On the same day, I learned of the anger and bitterness of a young woman towards Christianity. She had lost her faith, embraced a non-Christian lifestyle, and was now shoring up her position by hurling atheistic half-truth claims at Christianity on social media. Tragically, she was exhibiting a bitterness of spirit that is horribly corrosive to the soul. Her Christian friends have seen it and it has left them greatly saddened.
And in recent weeks, I learned of the betrayal of two wives by their husbands. Both men had walked away from their Christian faith some years ago. The justification for their adultery makes perfect sense in a non-Christian world where “personal happiness” is the final, and only determinant of what is “good”.
It’s been quite a week!
What am I to make of it as a Christian?
Perhaps this: When dark clouds come, no one is doing very well without God’s love, truth, hope and help.

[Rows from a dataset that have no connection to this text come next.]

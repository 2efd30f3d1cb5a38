//! # autores-client
//!
//! Leptos + WASM frontend for managing author records through the authors
//! REST API: bearer-token login, author list and detail, and a protected
//! management page with create/edit/delete.
//!
//! The browser-facing pieces (HTTP, `localStorage`, timers, navigation) sit
//! behind the `hydrate` feature. Session handling, the author repository, the
//! view-state machines and the refresh orchestration compile natively and are
//! unit-tested without a browser.

pub mod app;
pub mod components;
pub mod config;
pub mod controllers;
pub mod net;
pub mod pages;
pub mod state;
pub mod util;

/// WASM entry point: installs panic/log hooks and hydrates the SSR markup.
#[cfg(feature = "hydrate")]
#[wasm_bindgen::prelude::wasm_bindgen]
pub fn hydrate() {
    console_error_panic_hook::set_once();
    let _ = console_log::init_with_level(log::Level::Debug);
    leptos::mount::hydrate_body(app::App);
}
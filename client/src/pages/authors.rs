//! Protected author management page: table plus create/edit form.
//!
//! SYSTEM CONTEXT
//! ==============
//! Nothing author-specific renders until the guard has granted access. A
//! denied guard alerts once and navigates home without fetching anything.

use leptos::prelude::*;
use leptos_router::components::A;
use leptos_router::hooks::use_navigate;

use crate::app::{AppRepository, AppViews};
use crate::components::author_form::AuthorForm;
use crate::components::author_table::AuthorTable;
use crate::components::message_banner::MessageBanner;
use crate::config::HOME_ROUTE;
use crate::controllers::dispatch::{Action, CommandTable};
use crate::controllers::{authors, form, session};
use crate::state::guard::GuardState;
use crate::util::auth::install_denied_redirect;
use crate::util::dom::{confirm, spawn_browser};

/// Row actions available in the management table.
fn table_commands(repo: AppRepository, views: AppViews) -> CommandTable {
    let edit_repo = repo.clone();
    CommandTable::new()
        .on(Action::Edit, move |id| {
            let repo = edit_repo.clone();
            spawn_browser(async move {
                form::start_edit(&repo, &views, &id).await;
            });
        })
        .on(Action::Delete, move |id| {
            let repo = repo.clone();
            spawn_browser(async move {
                authors::delete_author(&repo, &views, &id, confirm).await;
            });
        })
}

#[component]
pub fn AuthorsPage() -> impl IntoView {
    let views = expect_context::<AppViews>();
    let repo = expect_context::<AppRepository>();

    // A denial from an earlier visit must not fire the redirect again.
    views.guard.set(GuardState::Checking);
    install_denied_redirect(views.guard, use_navigate());

    let guard_repo = repo.clone();
    Effect::new(move || {
        let repo = guard_repo.clone();
        spawn_browser(async move {
            session::enter_protected(&repo, &views).await;
        });
    });

    view! {
        <div class="authors-page">
            <h1>"Administrar Autores"</h1>
            <MessageBanner/>
            <Show
                when=move || views.guard.with(GuardState::is_granted)
                fallback=|| view! { <p>"Verificando sesión..."</p> }
            >
                <nav class="authors-page__nav">
                    <A href=HOME_ROUTE>"Volver al inicio"</A>
                </nav>
                <AuthorForm/>
                <AuthorTable commands=table_commands(repo.clone(), views)/>
            </Show>
        </div>
    }
}
//! Page modules for route-level screens.
//!
//! ARCHITECTURE
//! ============
//! Each page owns route-scoped orchestration (session checks, which actions
//! row buttons trigger) and delegates rendering details to `components`.

pub mod authors;
pub mod home;
//! Management table with edit and delete buttons per row.

use leptos::prelude::*;

use crate::app::AppViews;
use crate::controllers::dispatch::{Action, CommandTable};
use crate::net::types::Author;
use crate::util::dom::command_from_click;

#[component]
pub fn AuthorTable(commands: CommandTable) -> impl IntoView {
    let authors = expect_context::<AppViews>().authors;

    let on_click = move |ev: leptos::ev::MouseEvent| {
        if let Some(command) = command_from_click(&ev) {
            commands.dispatch(command);
        }
    };

    view! {
        <table class="author-table">
            <thead>
                <tr>
                    <th>"Nombre"</th>
                    <th>"Biografía"</th>
                    <th>"Acciones"</th>
                </tr>
            </thead>
            <tbody on:click=on_click>
                <For
                    each=move || authors.get().items
                    key=|author| author.id.clone()
                    children=move |author: Author| {
                        let name = author.full_name();
                        let biography = author.biography_or_na().to_owned();
                        let edit_id = author.id.clone();
                        let delete_id = author.id;
                        view! {
                            <tr>
                                <td>{name}</td>
                                <td>{biography}</td>
                                <td>
                                    <button data-action={Action::Edit.attr()} data-id={edit_id}>
                                        "Editar"
                                    </button>
                                    <button data-action={Action::Delete.attr()} data-id={delete_id}>
                                        "Eliminar"
                                    </button>
                                </td>
                            </tr>
                        }
                    }
                />
            </tbody>
        </table>
    }
}
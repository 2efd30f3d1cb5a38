//! Create/edit form bound to the form draft.
//!
//! The hidden identifier field mirrors the form mode: empty while creating,
//! the author id while editing.

use leptos::prelude::*;

use crate::app::{AppRepository, AppViews};
use crate::controllers::form;
use crate::state::form::{FormMode, FormState};
use crate::util::dom::spawn_browser;

fn optional(value: String) -> Option<String> {
    if value.is_empty() { None } else { Some(value) }
}

#[component]
pub fn AuthorForm() -> impl IntoView {
    let views = expect_context::<AppViews>();
    let repo = expect_context::<AppRepository>();
    let state = views.form;

    let on_submit = move |ev: leptos::ev::SubmitEvent| {
        ev.prevent_default();
        let repo = repo.clone();
        spawn_browser(async move {
            form::submit(&repo, &views).await;
        });
    };

    let heading = move || if state.with(FormState::is_edit_mode) { "Editar autor" } else { "Nuevo autor" };
    let submit_label = move || if state.with(FormState::is_edit_mode) { "Guardar cambios" } else { "Crear autor" };
    let locked = move || state.with(|f| f.submitting || matches!(f.mode, FormMode::Loading(_)));

    view! {
        <form class="author-form" on:submit=on_submit>
            <h2>{heading}</h2>
            <Show when=move || state.with(|f| matches!(f.mode, FormMode::Loading(_)))>
                <p class="author-form__loading">"Cargando..."</p>
            </Show>
            <input
                type="hidden"
                name="id"
                prop:value=move || state.with(|f| f.identifier().unwrap_or_default().to_owned())
            />
            <input
                type="text"
                name="first_name"
                placeholder="Nombre"
                required=true
                prop:value=move || state.with(|f| f.draft.first_name.clone())
                on:input=move |ev| state.update(|f| f.draft.first_name = event_target_value(&ev))
            />
            <input
                type="text"
                name="last_name"
                placeholder="Apellido"
                required=true
                prop:value=move || state.with(|f| f.draft.last_name.clone())
                on:input=move |ev| state.update(|f| f.draft.last_name = event_target_value(&ev))
            />
            <textarea
                name="biography"
                placeholder="Biografía"
                prop:value=move || state.with(|f| f.draft.biography.clone().unwrap_or_default())
                on:input=move |ev| state.update(|f| f.draft.biography = optional(event_target_value(&ev)))
            ></textarea>
            <input
                type="url"
                name="image"
                placeholder="URL de imagen"
                prop:value=move || state.with(|f| f.draft.image.clone().unwrap_or_default())
                on:input=move |ev| state.update(|f| f.draft.image = optional(event_target_value(&ev)))
            />
            <button type="submit" disabled=locked>{submit_label}</button>
            <Show when=move || state.with(FormState::is_edit_mode)>
                <button type="button" on:click=move |_| form::cancel_edit(&views)>
                    "Cancelar"
                </button>
            </Show>
        </form>
    }
}
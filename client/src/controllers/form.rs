//! Create/edit form flows.
//!
//! A successful submit refetches the table and announces the save even when
//! a newer edit or a cancel took over the form while the request was in
//! flight: the mutation happened either way. Only the current form returns
//! the view to Listing.

#[cfg(test)]
#[path = "form_test.rs"]
mod form_test;

use super::Views;
use super::authors::refresh;
use super::flash::{flash, flash_error};
use crate::net::api::AuthorRepository;
use crate::net::transport::Transport;
use crate::state::authors::LoadOutcome;
use crate::state::form::Submission;
use crate::state::handle::{HandleKind, StateHandle};
use crate::state::message::Tone;
use crate::state::session::TokenStorage;
use crate::state::view::ViewState;

pub const CREATED_MESSAGE: &str = "Autor creado correctamente.";
pub const UPDATED_MESSAGE: &str = "Autor actualizado correctamente.";

/// Load an author into the form with an explicit `get(id)`.
pub async fn start_edit<T, S, K>(repo: &AuthorRepository<T, S>, views: &Views<K>, id: &str) -> LoadOutcome
where
    T: Transport,
    S: TokenStorage,
    K: HandleKind,
{
    let Some(ticket) = views.form.update_with(|f| f.start_edit(id)) else {
        return LoadOutcome::Stale;
    };
    views.view.update_with(|v| *v = ViewState::Editing(None));

    let result = repo.get(id).await;
    let loaded = result.as_ref().ok().cloned();
    let outcome = views
        .form
        .update_with(|f| f.finish_fetch(ticket, result))
        .unwrap_or(LoadOutcome::Stale);

    match &outcome {
        LoadOutcome::Applied => {
            views.view.update_with(|v| *v = ViewState::Editing(loaded));
        }
        LoadOutcome::Failed(err) => {
            views.view.update_with(|v| *v = ViewState::Listing);
            flash_error(&views.messages, err);
        }
        LoadOutcome::Stale => {}
    }
    outcome
}

/// Leave edit mode without saving.
pub fn cancel_edit<K: HandleKind>(views: &Views<K>) {
    views.form.update_with(|f| f.cancel());
    views.view.update_with(|v| *v = ViewState::Listing);
}

/// Validate the draft and dispatch create or update.
pub async fn submit<T, S, K>(repo: &AuthorRepository<T, S>, views: &Views<K>) -> LoadOutcome
where
    T: Transport,
    S: TokenStorage,
    K: HandleKind,
{
    let begun = match views.form.update_with(|f| f.begin_submit()) {
        Some(begun) => begun,
        None => return LoadOutcome::Stale,
    };
    let (ticket, submission) = match begun {
        Ok(pair) => pair,
        Err(err) => {
            flash_error(&views.messages, &err);
            return LoadOutcome::Failed(err);
        }
    };

    let (result, success_text) = match &submission {
        Submission::Create(fields) => (repo.create(fields).await, CREATED_MESSAGE),
        Submission::Update { id, fields } => (repo.update(id, fields).await, UPDATED_MESSAGE),
    };
    let outcome = views
        .form
        .update_with(|f| f.finish_submit(ticket, result.clone()))
        .unwrap_or(LoadOutcome::Stale);

    match &result {
        Ok(_) => {
            if outcome == LoadOutcome::Applied {
                views.view.update_with(|v| *v = ViewState::Listing);
            }
            flash(&views.messages, success_text, Tone::Success);
            refresh(repo, views).await;
        }
        Err(err) => flash_error(&views.messages, err),
    }
    outcome
}
//! Recording transport for unit tests.

use std::cell::RefCell;
use std::collections::VecDeque;
use std::rc::Rc;

use super::error::ApiError;
use super::transport::{ApiRequest, RawResponse, Transport};

/// Replays queued responses in order and records every request it sees.
#[derive(Clone, Default)]
pub(crate) struct MockTransport {
    replies: Rc<RefCell<VecDeque<Result<RawResponse, ApiError>>>>,
    seen: Rc<RefCell<Vec<ApiRequest>>>,
}

impl MockTransport {
    pub(crate) fn new() -> Self {
        Self::default()
    }

    /// Queue a response with `status` and a JSON body.
    pub(crate) fn reply(&self, status: u16, body: serde_json::Value) -> &Self {
        self.reply_raw(status, &body.to_string())
    }

    /// Queue a response with `status` and a verbatim body.
    pub(crate) fn reply_raw(&self, status: u16, body: &str) -> &Self {
        self.replies
            .borrow_mut()
            .push_back(Ok(RawResponse { status, body: body.to_owned() }));
        self
    }

    /// Queue a transport-level failure.
    pub(crate) fn fail(&self, message: &str) -> &Self {
        self.replies
            .borrow_mut()
            .push_back(Err(ApiError::Transport(message.to_owned())));
        self
    }

    pub(crate) fn requests(&self) -> Vec<ApiRequest> {
        self.seen.borrow().clone()
    }

    pub(crate) fn request_count(&self) -> usize {
        self.seen.borrow().len()
    }
}

#[async_trait::async_trait(?Send)]
impl Transport for MockTransport {
    async fn send(&self, request: ApiRequest) -> Result<RawResponse, ApiError> {
        self.seen.borrow_mut().push(request);
        self.replies
            .borrow_mut()
            .pop_front()
            .unwrap_or_else(|| Err(ApiError::Transport("no reply queued".to_owned())))
    }
}
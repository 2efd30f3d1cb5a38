//! Reusable UI component modules.
//!
//! SYSTEM CONTEXT
//! ==============
//! Components render author data from the shared `AppViews` context and turn
//! clicks and submissions into controller calls. Row buttons are routed
//! through a page-supplied `CommandTable`.

pub mod author_detail;
pub mod author_form;
pub mod author_list;
pub mod author_table;
pub mod login_form;
pub mod message_banner;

So, to whom will you turn when you are in intensive care, when you lose a child, or when you are abused and betrayed? Whatever you do, please don’t be indifferent about God.

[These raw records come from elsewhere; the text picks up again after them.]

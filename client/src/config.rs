//! Compile-time client configuration.
//!
//! The API base URL is baked in at build time from `AUTORES_API_BASE` so the
//! same WASM bundle can be pointed at a different backend without code edits.

/// Base URL prepended to every API path (no trailing slash).
pub const API_BASE: &str = match option_env!("AUTORES_API_BASE") {
    Some(base) => base,
    None => "/api",
};

/// `localStorage` key holding the bearer token.
pub const TOKEN_STORAGE_KEY: &str = "token";

/// How long a banner message stays visible, in milliseconds.
pub const MESSAGE_TTL_MS: u64 = 3000;

/// Unauthenticated entry route (login + public list).
pub const HOME_ROUTE: &str = "/";

/// Protected management route (table + form).
pub const MANAGE_ROUTE: &str = "/autores";
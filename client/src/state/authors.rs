//! Author collection state shared by the list and table views.
//!
//! DESIGN
//! ======
//! Views never patch `items` in place: every load replaces the whole vector
//! from a fresh fetch (refetch-after-mutation). Each load is tagged with a
//! generation ticket; a response whose ticket is no longer current belongs to
//! a superseded view and is dropped.

#[cfg(test)]
#[path = "authors_test.rs"]
mod authors_test;

use crate::net::error::ApiError;
use crate::net::types::Author;

/// What happened to a finished request.
#[derive(Clone, Debug, PartialEq, Eq)]
pub enum LoadOutcome {
    Applied,
    /// The request failed; displayed data is unchanged.
    Failed(ApiError),
    /// A newer request or a reset superseded this one; nothing applied.
    Stale,
}

#[derive(Clone, Debug, Default, PartialEq, Eq)]
pub struct AuthorsState {
    pub items: Vec<Author>,
    pub loading: bool,
    generation: u64,
}

impl AuthorsState {
    /// Mark a load in flight and return its ticket.
    pub fn begin_load(&mut self) -> u64 {
        self.generation = self.generation.wrapping_add(1);
        self.loading = true;
        self.generation
    }

    /// Apply a finished load if `ticket` is still current.
    pub fn finish_load(&mut self, ticket: u64, result: Result<Vec<Author>, ApiError>) -> LoadOutcome {
        if ticket != self.generation {
            return LoadOutcome::Stale;
        }
        self.loading = false;
        match result {
            Ok(items) => {
                self.items = items;
                LoadOutcome::Applied
            }
            Err(err) => LoadOutcome::Failed(err),
        }
    }

    /// Empty the collection and invalidate any in-flight load.
    pub fn reset(&mut self) {
        self.generation = self.generation.wrapping_add(1);
        self.items.clear();
        self.loading = false;
    }

    #[cfg(test)]
    pub(crate) fn contains(&self, id: &str) -> bool {
        self.items.iter().any(|a| a.id == id)
    }
}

I recently listened to the testimony of how a friend of mine, a highly successful author, came to faith. It was a terrific story that included an account of her, an adopted child, being reconnected with her birth mother. She didn’t initially want to be reconnected and was happy to be classed as a “hostile non-seeker”. As I reflected on the phrase, “hostile non-seeker”, I remember thinking that it perfectly describes the new culture of atheism I am increasingly coming across. It is the culture of uninformed, visceral anti-Christianism. (How’s that for a new word?) The neo-atheism of today has, it seems, severed all ties to the Enlightenment and to rationality. Truth has been abandoned in favour of ignorance, and ridicule is now its only discipline. This is perhaps not surprising given that the whole notion of truth has been trashed by society.

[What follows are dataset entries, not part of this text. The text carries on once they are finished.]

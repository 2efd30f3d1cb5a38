//! Author repository and login call.
//!
//! Each operation builds an `ApiRequest`, hands it to the injected
//! `Transport`, then parses the body *before* deciding success or failure:
//! success bodies carry `data`, failure bodies carry `message` (or `msg`).
//!
//! ERROR HANDLING
//! ==============
//! Nothing here touches view state. A failed call returns `ApiError` and
//! leaves the caller's state exactly as it was.

#[cfg(test)]
#[path = "api_test.rs"]
mod api_test;

use serde::de::DeserializeOwned;

use super::error::ApiError;
use super::transport::{ApiRequest, Method, RawResponse, Transport};
use super::types::{Ack, Author, AuthorFields, Credentials, Envelope, LoginSuccess, Reason};
use crate::state::session::{Session, TokenStorage};

pub const AUTHORS_PATH: &str = "/autores";
pub const LOGIN_PATH: &str = "/usuarios/login";

const LIST_FAILED: &str = "Error cargando autores";
const GET_FAILED: &str = "Error cargando detalle";
const CREATE_FAILED: &str = "Error al crear autor";
const UPDATE_FAILED: &str = "Error al actualizar autor";
const DELETE_FAILED: &str = "Error al eliminar";
const LOGIN_FAILED: &str = "Error al iniciar sesión";
const MALFORMED_BODY: &str = "Respuesta inválida del servidor";

fn author_path(id: &str) -> String {
    format!("{AUTHORS_PATH}/{id}")
}

/// Parse a raw response into an envelope, classifying by status.
///
/// Empty bodies read as `{}`; anything that is not JSON is a transport error
/// regardless of status.
fn decode<T: DeserializeOwned>(resp: RawResponse, fallback: &str) -> Result<Envelope<T>, ApiError> {
    let body = if resp.body.trim().is_empty() { "{}" } else { resp.body.as_str() };
    let value: serde_json::Value =
        serde_json::from_str(body).map_err(|_| ApiError::Transport(MALFORMED_BODY.to_owned()))?;

    if !resp.is_success() {
        let message = serde_json::from_value::<Reason>(value)
            .ok()
            .and_then(Reason::into_message)
            .unwrap_or_else(|| fallback.to_owned());
        return Err(ApiError::Api { status: resp.status, message });
    }

    serde_json::from_value(value).map_err(|_| ApiError::Transport(MALFORMED_BODY.to_owned()))
}

fn required_data<T>(envelope: Envelope<T>) -> Result<T, ApiError> {
    envelope
        .data
        .ok_or_else(|| ApiError::Transport(MALFORMED_BODY.to_owned()))
}

fn to_body(fields: &AuthorFields) -> Result<serde_json::Value, ApiError> {
    serde_json::to_value(fields.normalized()).map_err(|e| ApiError::Validation(e.to_string()))
}

/// CRUD over the author resource, authenticated by the session token.
#[derive(Clone, Debug)]
pub struct AuthorRepository<T, S> {
    transport: T,
    session: Session<S>,
}

impl<T: Transport, S: TokenStorage> AuthorRepository<T, S> {
    #[must_use]
    pub fn new(transport: T, session: Session<S>) -> Self {
        Self { transport, session }
    }

    #[must_use]
    pub fn session(&self) -> &Session<S> {
        &self.session
    }

    #[must_use]
    pub fn transport(&self) -> &T {
        &self.transport
    }

    async fn call<D: DeserializeOwned>(&self, request: ApiRequest, fallback: &str) -> Result<Envelope<D>, ApiError> {
        let request = request.with_token(self.session.token());
        let resp = self.transport.send(request).await?;
        decode(resp, fallback)
    }

    /// `GET /autores`.
    ///
    /// # Errors
    ///
    /// Returns the server's message (or a fallback) on a non-2xx status, or a
    /// transport error when the body is unreadable.
    pub async fn list(&self) -> Result<Vec<Author>, ApiError> {
        let envelope = self
            .call(ApiRequest::new(Method::Get, AUTHORS_PATH), LIST_FAILED)
            .await?;
        required_data(envelope)
    }

    /// `GET /autores/{id}`.
    ///
    /// # Errors
    ///
    /// Same contract as [`Self::list`].
    pub async fn get(&self, id: &str) -> Result<Author, ApiError> {
        let envelope = self
            .call(ApiRequest::new(Method::Get, author_path(id)), GET_FAILED)
            .await?;
        required_data(envelope)
    }

    /// `POST /autores` with the normalized fields.
    ///
    /// # Errors
    ///
    /// Same contract as [`Self::list`].
    pub async fn create(&self, fields: &AuthorFields) -> Result<Author, ApiError> {
        let request = ApiRequest::new(Method::Post, AUTHORS_PATH).with_body(to_body(fields)?);
        let envelope = self.call(request, CREATE_FAILED).await?;
        required_data(envelope)
    }

    /// `PUT /autores/{id}`: full replacement of the mutable fields.
    ///
    /// # Errors
    ///
    /// Same contract as [`Self::list`].
    pub async fn update(&self, id: &str, fields: &AuthorFields) -> Result<Author, ApiError> {
        let request = ApiRequest::new(Method::Put, author_path(id)).with_body(to_body(fields)?);
        let envelope = self.call(request, UPDATE_FAILED).await?;
        required_data(envelope)
    }

    /// `DELETE /autores/{id}`.
    ///
    /// # Errors
    ///
    /// Same contract as [`Self::list`]; a success body needs no `data`.
    pub async fn delete(&self, id: &str) -> Result<Ack, ApiError> {
        let envelope: Envelope<serde::de::IgnoredAny> = self
            .call(ApiRequest::new(Method::Delete, author_path(id)), DELETE_FAILED)
            .await?;
        Ok(Ack { message: envelope.reason().map(str::to_owned) })
    }
}

/// `POST /usuarios/login`.
///
/// # Errors
///
/// Fails on a non-2xx status or a `status:false` reply, using `msg` (or
/// `message`) when present, otherwise a fallback. A success reply without a
/// token or user is a transport error.
pub async fn login<T: Transport>(transport: &T, credentials: &Credentials) -> Result<LoginSuccess, ApiError> {
    let body = serde_json::to_value(credentials).map_err(|e| ApiError::Validation(e.to_string()))?;
    let resp = transport
        .send(ApiRequest::new(Method::Post, LOGIN_PATH).with_body(body))
        .await?;
    let status = resp.status;
    let envelope: Envelope<serde::de::IgnoredAny> = decode(resp, LOGIN_FAILED)?;

    if envelope.status == Some(false) {
        let message = envelope.reason().unwrap_or(LOGIN_FAILED).to_owned();
        return Err(ApiError::Api { status, message });
    }

    match (envelope.token, envelope.user) {
        (Some(token), Some(user)) if !token.is_empty() => Ok(LoginSuccess { token, user }),
        _ => Err(ApiError::Transport(MALFORMED_BODY.to_owned())),
    }
}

I confess to being a little irked when bloody-minded ignorance masquerades as social sophistication. But, sadly, I have long since ceased to be amazed at the non-thinking of many who attack Christianity and declare themselves to be indifferent to the historical reality of Jesus Christ.
It has been my experience that when tragedy tests the “world view” by which people live, no one is getting on well without him.